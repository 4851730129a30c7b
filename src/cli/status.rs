//! # Status Command
//!
//! Command to show detailed status of a `Bucket` or `ClusterBucket`.

use super::ResourceType;
use anyhow::{Context, Result};
use bucket_controller::crd::{Bucket, BucketObject, ClusterBucket};
use kube::{api::Api, Client, ResourceExt};

/// Show detailed status of a resource
pub async fn status_command(
    client: Client,
    resource_type: ResourceType,
    name: String,
    namespace: Option<String>,
) -> Result<()> {
    match resource_type {
        ResourceType::Bucket => {
            let ns = namespace.as_deref().unwrap_or("default");
            print_status(&Api::<Bucket>::namespaced(client, ns), &name).await
        }
        ResourceType::ClusterBucket => {
            print_status(&Api::<ClusterBucket>::all(client), &name).await
        }
    }
}

async fn print_status<K: BucketObject>(api: &Api<K>, name: &str) -> Result<()> {
    let kind = K::kind(&());
    let obj = api
        .get(name)
        .await
        .with_context(|| format!("Failed to get {kind} '{name}'"))?;

    println!("Status for {kind} '{}'", obj.name_any());
    println!();
    println!("Resource Information:");
    if let Some(ns) = obj.namespace() {
        println!("  Namespace: {ns}");
    }
    if let Some(generation) = obj.meta().generation {
        println!("  Generation: {generation}");
    }
    println!("  Finalizers: {}", obj.finalizers().join(", "));
    if obj.meta().deletion_timestamp.is_some() {
        println!("  Deleting: true");
    }

    println!();
    println!("Spec:");
    println!("  Policy: {}", obj.policy().as_str());
    println!(
        "  Region: {}",
        obj.region().map_or("(store default)", |r| r.as_str())
    );

    let Some(status) = obj.bucket_status() else {
        println!();
        println!("Status: No status available (resource may not have been reconciled yet)");
        return Ok(());
    };

    println!();
    println!("Status:");
    if let Some(phase) = &status.phase {
        println!("  Phase: {}", phase.as_str());
    }
    if let Some(reason) = &status.reason {
        println!("  Reason: {}", reason.as_str());
    }
    if let Some(message) = &status.message {
        println!("  Message: {message}");
    }
    if let Some(remote) = status.remote_name() {
        println!("  Remote Bucket: {remote}");
    }
    if let Some(url) = &status.url {
        println!("  URL: {url}");
    }
    if let Some(observed_generation) = status.observed_generation {
        println!("  Observed Generation: {observed_generation}");
    }
    if let Some(heartbeat) = &status.last_heartbeat_time {
        println!("  Last Heartbeat: {heartbeat}");
    }

    Ok(())
}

--------------------------------------------------

**Task brief**
What you return must match the entries exactly, word for word.

**Solution to this exercise**
repository 4851730129a30c7b
filename src/cli/status.rs
//! # Status Command
//!
//! Command to show detailed status of a `Bucket` or `ClusterBucket`.

use super::ResourceType;
use anyhow::{Context, Result};
use bucket_controller::crd::{Bucket, BucketObject, ClusterBucket};
use kube::{api::Api, Client, ResourceExt};

/// Show detailed status of a resource
pub async fn status_command(
    client: Client,
    resource_type: ResourceType,
    name: String,
    namespace: Option<String>,
) -> Result<()> {
    match resource_type {
        ResourceType::Bucket => {
            let ns = namespace.as_deref().unwrap_or("default");
            print_status(&Api::<Bucket>::namespaced(client, ns), &name).await
        }
        ResourceType::ClusterBucket => {
            print_status(&Api::<ClusterBucket>::all(client), &name).await
        }
    }
}

async fn print_status<K: BucketObject>(api: &Api<K>, name: &str) -> Result<()> {
    let kind = K::kind(&());
    let obj = api
        .get(name)
        .await
        .with_context(|| format!("Failed to get {kind} '{name}'"))?;

    println!("Status for {kind} '{}'", obj.name_any());
    println!();
    println!("Resource Information:");
    if let Some(ns) = obj.namespace() {
        println!("  Namespace: {ns}");
    }
    if let Some(generation) = obj.meta().generation {
        println!("  Generation: {generation}");
    }
    println!("  Finalizers: {}", obj.finalizers().join(", "));
    if obj.meta().deletion_timestamp.is_some() {
        println!("  Deleting: true");
    }

    println!();
    println!("Spec:");
    println!("  Policy: {}", obj.policy().as_str());
    println!(
        "  Region: {}",
        obj.region().map_or("(store default)", |r| r.as_str())
    );

    let Some(status) = obj.bucket_status() else {
        println!();
        println!("Status: No status available (resource may not have been reconciled yet)");
        return Ok(());
    };

    println!();
    println!("Status:");
    if let Some(phase) = &status.phase {
        println!("  Phase: {}", phase.as_str());
    }
    if let Some(reason) = &status.reason {
        println!("  Reason: {}", reason.as_str());
    }
    if let Some(message) = &status.message {
        println!("  Message: {message}");
    }
    if let Some(remote) = status.remote_name() {
        println!("  Remote Bucket: {remote}");
    }
    if let Some(url) = &status.url {
        println!("  URL: {url}");
    }
    if let Some(observed_generation) = status.observed_generation {
        println!("  Observed Generation: {observed_generation}");
    }
    if let Some(heartbeat) = &status.last_heartbeat_time {
        println!("  Last Heartbeat: {heartbeat}");
    }

    Ok(())
}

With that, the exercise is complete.